Start of Exercise data

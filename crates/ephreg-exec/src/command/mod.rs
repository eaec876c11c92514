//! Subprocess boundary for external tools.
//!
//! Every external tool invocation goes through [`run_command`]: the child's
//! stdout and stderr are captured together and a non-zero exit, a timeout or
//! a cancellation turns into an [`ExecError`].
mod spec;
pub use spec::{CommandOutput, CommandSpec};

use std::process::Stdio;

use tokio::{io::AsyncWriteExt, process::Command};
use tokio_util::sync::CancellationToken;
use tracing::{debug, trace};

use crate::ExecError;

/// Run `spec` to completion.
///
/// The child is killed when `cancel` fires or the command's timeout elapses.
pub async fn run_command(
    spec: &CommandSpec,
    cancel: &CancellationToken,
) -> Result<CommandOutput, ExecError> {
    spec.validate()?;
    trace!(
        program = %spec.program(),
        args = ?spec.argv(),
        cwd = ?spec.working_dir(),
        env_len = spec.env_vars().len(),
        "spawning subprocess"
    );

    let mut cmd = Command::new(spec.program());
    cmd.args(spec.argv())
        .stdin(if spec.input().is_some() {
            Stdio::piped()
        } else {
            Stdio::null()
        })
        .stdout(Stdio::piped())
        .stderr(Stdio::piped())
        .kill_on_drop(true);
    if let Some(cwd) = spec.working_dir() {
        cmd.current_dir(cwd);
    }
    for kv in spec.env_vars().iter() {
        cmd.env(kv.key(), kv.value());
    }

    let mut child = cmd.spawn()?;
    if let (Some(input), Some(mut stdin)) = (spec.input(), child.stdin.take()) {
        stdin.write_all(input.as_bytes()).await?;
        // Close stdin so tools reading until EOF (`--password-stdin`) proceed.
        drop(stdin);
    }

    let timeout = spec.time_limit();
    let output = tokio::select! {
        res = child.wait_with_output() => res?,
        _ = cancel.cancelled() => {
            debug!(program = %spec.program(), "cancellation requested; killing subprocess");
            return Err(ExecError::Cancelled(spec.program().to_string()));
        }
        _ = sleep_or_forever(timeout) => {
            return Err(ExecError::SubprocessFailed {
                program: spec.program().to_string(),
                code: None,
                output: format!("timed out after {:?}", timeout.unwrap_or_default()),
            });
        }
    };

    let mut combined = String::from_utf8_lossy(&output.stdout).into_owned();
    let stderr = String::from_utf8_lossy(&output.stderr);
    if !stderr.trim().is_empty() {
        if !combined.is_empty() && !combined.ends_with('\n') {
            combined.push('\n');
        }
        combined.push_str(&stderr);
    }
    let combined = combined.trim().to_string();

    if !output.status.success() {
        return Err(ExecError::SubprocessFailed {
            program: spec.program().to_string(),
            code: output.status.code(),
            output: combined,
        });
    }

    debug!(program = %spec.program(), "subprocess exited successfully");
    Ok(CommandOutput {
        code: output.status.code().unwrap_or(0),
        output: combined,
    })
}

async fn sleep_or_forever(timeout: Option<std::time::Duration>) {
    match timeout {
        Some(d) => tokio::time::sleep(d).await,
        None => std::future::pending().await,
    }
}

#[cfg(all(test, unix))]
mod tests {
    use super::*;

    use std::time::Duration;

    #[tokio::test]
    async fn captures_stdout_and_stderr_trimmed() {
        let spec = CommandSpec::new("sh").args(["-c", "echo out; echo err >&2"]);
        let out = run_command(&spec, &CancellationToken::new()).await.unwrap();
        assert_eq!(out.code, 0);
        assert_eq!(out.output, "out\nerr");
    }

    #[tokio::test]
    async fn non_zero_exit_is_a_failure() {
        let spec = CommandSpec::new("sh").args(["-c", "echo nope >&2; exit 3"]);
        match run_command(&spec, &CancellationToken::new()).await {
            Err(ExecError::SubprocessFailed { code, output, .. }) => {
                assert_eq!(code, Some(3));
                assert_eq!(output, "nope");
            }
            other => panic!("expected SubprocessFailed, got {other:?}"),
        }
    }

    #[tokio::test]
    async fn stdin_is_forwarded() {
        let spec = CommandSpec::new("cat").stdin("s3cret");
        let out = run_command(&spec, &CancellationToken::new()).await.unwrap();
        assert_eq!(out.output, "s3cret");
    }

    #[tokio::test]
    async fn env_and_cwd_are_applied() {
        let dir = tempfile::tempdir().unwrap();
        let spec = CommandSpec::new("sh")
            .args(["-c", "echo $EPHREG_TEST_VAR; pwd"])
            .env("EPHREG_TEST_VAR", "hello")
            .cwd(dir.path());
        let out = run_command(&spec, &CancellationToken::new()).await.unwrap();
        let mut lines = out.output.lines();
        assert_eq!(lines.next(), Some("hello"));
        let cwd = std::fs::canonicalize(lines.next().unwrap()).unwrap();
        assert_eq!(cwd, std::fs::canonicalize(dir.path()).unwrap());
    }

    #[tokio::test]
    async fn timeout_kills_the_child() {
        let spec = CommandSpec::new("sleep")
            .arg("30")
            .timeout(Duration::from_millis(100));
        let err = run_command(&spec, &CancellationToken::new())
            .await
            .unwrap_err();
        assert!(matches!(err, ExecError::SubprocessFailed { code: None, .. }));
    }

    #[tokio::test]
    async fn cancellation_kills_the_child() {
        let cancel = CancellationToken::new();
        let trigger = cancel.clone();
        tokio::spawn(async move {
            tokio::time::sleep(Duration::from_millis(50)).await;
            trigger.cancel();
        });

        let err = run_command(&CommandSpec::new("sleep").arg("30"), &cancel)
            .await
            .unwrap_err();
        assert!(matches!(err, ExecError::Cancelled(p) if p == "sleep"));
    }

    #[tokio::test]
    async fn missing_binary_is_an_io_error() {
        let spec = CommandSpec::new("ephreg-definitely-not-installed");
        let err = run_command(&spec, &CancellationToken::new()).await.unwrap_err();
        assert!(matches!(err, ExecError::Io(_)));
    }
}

End of Exercise data

**Exercise details**
The lines to return are those in the entries above that include "echo".

**Exercise answer**
        let spec = CommandSpec::new("sh").args(["-c", "echo out; echo err >&2"]);
        let spec = CommandSpec::new("sh").args(["-c", "echo nope >&2; exit 3"]);
            .args(["-c", "echo $EPHREG_TEST_VAR; pwd"])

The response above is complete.